■ TASK OBJECTIVE ■
Across the entries that follow, work out the number of lines containing the string "crossover", and state it alone.
*** DATA EXTRACTS ***
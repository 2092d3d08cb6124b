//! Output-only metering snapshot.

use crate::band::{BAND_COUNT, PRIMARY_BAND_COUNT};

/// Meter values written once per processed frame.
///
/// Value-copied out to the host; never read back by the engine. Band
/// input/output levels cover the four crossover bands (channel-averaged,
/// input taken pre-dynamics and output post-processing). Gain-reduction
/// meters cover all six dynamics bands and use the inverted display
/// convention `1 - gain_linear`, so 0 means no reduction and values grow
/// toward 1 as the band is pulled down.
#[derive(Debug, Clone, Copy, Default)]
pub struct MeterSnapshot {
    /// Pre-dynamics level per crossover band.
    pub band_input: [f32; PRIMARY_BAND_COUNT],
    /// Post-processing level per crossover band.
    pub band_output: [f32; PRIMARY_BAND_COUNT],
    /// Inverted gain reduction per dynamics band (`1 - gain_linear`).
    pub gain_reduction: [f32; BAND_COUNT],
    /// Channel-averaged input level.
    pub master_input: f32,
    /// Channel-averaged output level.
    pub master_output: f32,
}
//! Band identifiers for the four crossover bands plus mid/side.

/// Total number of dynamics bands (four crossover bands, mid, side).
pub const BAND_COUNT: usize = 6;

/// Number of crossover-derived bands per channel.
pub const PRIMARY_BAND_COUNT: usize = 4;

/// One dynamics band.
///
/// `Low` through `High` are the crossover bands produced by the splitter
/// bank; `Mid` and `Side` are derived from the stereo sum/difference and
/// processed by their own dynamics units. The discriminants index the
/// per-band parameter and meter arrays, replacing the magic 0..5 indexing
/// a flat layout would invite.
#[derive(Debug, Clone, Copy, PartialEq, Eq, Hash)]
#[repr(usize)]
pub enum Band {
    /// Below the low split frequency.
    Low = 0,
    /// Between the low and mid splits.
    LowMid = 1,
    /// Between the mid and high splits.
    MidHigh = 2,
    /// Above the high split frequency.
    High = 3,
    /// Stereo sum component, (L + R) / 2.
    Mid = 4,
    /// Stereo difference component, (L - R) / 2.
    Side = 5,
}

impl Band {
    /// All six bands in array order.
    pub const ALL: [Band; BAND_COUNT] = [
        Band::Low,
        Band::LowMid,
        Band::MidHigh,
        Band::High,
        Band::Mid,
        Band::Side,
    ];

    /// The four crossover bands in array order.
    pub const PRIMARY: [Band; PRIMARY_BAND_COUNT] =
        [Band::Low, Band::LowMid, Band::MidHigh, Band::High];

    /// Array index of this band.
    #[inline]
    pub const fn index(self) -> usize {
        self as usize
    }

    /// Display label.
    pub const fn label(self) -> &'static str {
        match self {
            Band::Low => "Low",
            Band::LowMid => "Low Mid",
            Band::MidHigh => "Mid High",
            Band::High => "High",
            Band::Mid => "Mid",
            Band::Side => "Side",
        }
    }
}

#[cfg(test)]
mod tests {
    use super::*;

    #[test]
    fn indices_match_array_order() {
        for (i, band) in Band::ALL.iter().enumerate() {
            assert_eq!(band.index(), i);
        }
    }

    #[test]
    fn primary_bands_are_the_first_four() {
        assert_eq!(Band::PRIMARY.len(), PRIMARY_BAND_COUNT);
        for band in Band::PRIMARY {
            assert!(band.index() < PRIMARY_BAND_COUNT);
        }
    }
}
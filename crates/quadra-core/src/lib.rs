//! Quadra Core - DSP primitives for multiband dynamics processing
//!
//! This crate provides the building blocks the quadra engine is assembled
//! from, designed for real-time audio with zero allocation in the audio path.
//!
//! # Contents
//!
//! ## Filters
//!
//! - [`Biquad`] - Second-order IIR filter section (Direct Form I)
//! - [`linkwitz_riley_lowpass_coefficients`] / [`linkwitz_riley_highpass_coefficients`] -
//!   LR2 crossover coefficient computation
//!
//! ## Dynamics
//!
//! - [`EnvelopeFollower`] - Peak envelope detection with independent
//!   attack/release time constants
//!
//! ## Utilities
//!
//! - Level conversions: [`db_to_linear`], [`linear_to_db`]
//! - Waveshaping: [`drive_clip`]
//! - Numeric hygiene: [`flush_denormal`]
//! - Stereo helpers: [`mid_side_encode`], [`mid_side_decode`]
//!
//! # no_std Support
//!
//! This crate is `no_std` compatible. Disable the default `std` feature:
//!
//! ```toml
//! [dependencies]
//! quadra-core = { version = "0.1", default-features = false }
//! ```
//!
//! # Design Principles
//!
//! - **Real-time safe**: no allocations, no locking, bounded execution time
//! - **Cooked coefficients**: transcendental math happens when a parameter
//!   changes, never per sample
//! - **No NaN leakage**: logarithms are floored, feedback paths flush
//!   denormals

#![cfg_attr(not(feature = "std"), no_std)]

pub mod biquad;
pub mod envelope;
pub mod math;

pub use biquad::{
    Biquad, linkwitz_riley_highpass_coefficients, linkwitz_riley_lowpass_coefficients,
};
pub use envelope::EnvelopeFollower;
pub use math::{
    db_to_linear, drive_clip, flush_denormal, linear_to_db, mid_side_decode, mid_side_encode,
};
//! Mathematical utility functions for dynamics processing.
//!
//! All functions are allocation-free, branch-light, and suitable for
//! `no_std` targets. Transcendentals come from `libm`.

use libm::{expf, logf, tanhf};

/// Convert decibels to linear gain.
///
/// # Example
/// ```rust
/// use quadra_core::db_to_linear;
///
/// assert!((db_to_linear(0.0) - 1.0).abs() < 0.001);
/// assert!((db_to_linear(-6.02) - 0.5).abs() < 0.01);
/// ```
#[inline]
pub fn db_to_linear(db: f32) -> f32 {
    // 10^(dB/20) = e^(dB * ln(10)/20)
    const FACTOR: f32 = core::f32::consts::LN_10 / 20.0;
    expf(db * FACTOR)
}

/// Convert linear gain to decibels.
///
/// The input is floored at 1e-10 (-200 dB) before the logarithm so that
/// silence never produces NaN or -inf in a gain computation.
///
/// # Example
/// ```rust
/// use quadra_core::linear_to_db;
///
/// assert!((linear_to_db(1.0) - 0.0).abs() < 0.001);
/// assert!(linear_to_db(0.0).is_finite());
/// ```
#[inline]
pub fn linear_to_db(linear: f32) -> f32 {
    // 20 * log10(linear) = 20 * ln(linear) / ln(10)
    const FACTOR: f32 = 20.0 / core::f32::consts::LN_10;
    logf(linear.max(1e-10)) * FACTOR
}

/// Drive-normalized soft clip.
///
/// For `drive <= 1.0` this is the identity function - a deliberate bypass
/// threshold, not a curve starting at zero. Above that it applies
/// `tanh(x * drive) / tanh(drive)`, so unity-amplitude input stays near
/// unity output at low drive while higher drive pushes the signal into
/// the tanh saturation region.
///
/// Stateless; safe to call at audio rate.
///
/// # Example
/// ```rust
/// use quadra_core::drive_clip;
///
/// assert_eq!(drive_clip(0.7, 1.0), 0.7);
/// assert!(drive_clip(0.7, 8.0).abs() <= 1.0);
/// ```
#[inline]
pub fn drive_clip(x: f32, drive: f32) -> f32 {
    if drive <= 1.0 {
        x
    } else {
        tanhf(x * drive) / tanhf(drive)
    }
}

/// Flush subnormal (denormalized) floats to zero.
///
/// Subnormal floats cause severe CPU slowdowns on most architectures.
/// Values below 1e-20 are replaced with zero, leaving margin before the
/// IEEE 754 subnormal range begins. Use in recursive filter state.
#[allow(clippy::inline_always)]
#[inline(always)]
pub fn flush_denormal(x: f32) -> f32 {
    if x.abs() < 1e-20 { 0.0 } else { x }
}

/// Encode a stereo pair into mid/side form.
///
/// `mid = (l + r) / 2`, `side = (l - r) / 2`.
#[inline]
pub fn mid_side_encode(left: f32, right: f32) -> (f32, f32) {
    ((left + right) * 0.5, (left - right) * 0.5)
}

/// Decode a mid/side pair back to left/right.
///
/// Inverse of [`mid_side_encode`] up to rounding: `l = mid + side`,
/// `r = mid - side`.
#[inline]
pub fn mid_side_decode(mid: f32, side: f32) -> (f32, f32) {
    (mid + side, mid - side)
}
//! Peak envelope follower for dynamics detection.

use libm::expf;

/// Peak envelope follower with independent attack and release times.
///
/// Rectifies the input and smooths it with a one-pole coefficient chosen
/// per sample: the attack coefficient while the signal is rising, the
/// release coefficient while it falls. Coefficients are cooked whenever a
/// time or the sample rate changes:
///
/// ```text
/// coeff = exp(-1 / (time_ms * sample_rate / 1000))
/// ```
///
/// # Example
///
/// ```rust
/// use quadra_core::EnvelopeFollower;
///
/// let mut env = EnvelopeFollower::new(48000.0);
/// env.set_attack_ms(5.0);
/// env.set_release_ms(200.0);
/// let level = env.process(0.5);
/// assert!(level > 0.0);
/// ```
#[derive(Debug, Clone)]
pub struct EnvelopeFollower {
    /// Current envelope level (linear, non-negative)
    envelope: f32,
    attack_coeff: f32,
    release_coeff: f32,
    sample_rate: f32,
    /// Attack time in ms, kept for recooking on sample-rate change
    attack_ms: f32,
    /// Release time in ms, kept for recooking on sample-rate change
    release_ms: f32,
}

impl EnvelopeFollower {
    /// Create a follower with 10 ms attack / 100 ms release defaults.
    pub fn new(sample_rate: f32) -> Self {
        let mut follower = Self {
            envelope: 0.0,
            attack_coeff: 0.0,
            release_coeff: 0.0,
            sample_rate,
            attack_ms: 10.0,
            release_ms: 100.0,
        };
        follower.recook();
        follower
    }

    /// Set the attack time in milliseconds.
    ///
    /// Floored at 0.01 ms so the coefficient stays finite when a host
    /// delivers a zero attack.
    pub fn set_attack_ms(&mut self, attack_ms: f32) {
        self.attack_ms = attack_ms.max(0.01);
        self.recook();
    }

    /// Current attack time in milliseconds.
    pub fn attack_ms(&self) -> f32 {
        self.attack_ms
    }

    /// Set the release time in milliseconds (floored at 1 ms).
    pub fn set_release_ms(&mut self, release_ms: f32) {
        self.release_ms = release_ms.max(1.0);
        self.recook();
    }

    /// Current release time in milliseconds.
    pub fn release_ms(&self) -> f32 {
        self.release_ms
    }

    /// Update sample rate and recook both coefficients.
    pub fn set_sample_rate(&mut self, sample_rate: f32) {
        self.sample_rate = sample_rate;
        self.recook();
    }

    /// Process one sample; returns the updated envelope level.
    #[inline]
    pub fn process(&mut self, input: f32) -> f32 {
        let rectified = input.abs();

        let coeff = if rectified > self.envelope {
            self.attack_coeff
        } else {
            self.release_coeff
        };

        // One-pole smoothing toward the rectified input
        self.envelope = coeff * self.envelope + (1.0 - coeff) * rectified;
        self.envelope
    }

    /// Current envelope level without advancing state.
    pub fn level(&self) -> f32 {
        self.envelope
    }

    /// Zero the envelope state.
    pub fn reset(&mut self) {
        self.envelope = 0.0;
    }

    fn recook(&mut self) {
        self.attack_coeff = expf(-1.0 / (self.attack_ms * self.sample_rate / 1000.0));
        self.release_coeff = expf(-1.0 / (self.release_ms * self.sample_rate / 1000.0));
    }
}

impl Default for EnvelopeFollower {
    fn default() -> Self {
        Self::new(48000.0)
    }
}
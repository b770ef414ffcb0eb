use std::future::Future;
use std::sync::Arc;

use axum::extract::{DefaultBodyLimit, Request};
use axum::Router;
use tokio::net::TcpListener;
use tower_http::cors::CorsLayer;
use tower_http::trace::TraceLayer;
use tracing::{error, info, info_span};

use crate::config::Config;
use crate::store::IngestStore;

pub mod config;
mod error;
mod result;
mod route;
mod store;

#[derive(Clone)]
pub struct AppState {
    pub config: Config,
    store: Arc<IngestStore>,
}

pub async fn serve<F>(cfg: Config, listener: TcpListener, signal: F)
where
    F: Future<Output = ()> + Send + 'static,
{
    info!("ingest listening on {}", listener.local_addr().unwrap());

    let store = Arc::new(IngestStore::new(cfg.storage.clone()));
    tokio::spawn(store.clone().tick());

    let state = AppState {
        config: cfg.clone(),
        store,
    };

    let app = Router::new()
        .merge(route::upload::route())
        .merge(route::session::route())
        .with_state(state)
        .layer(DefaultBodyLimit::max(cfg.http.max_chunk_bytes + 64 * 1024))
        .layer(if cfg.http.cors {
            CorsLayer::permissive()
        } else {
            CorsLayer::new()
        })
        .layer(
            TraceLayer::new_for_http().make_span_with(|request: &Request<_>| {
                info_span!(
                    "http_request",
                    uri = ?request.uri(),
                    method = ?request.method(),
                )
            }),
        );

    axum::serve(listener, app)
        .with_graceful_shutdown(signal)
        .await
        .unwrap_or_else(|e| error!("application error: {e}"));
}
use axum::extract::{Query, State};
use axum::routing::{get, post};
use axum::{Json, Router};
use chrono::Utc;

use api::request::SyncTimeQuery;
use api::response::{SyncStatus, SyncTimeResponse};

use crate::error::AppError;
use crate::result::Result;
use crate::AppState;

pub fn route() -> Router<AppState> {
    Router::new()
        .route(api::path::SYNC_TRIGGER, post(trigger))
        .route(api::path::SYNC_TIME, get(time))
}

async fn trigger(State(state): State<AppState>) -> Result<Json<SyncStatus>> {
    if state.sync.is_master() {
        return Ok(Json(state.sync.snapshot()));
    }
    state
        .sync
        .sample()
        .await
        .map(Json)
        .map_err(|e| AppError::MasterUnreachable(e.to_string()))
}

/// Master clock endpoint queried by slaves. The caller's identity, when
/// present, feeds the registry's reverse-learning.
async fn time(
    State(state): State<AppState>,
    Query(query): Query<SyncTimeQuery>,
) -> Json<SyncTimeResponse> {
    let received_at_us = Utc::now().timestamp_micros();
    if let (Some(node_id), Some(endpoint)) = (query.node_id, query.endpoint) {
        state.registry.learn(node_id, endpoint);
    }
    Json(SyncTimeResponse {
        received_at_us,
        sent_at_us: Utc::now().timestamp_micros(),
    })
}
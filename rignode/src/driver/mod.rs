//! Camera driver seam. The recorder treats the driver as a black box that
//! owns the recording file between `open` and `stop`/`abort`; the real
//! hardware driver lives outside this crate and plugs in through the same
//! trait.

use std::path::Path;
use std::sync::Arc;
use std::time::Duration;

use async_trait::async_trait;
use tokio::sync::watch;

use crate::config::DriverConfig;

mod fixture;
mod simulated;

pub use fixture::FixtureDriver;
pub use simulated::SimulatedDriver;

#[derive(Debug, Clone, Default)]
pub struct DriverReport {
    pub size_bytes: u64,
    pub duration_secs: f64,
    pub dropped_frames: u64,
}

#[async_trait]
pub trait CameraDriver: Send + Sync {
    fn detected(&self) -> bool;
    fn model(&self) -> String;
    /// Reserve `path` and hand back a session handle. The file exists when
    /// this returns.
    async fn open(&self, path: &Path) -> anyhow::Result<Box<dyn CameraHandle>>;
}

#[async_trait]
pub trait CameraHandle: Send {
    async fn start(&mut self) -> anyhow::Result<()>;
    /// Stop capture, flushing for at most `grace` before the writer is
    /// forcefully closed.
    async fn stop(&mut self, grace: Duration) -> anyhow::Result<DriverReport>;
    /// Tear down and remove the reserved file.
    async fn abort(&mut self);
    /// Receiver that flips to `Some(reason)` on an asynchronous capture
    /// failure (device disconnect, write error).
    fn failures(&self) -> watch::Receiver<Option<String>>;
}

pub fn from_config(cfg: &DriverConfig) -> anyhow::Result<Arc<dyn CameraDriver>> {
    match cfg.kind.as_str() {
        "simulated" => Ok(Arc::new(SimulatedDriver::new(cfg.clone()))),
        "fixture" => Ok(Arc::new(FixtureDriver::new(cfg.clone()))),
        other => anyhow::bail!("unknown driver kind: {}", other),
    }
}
***
■ ANSWER TO THE EXERCISE ■
9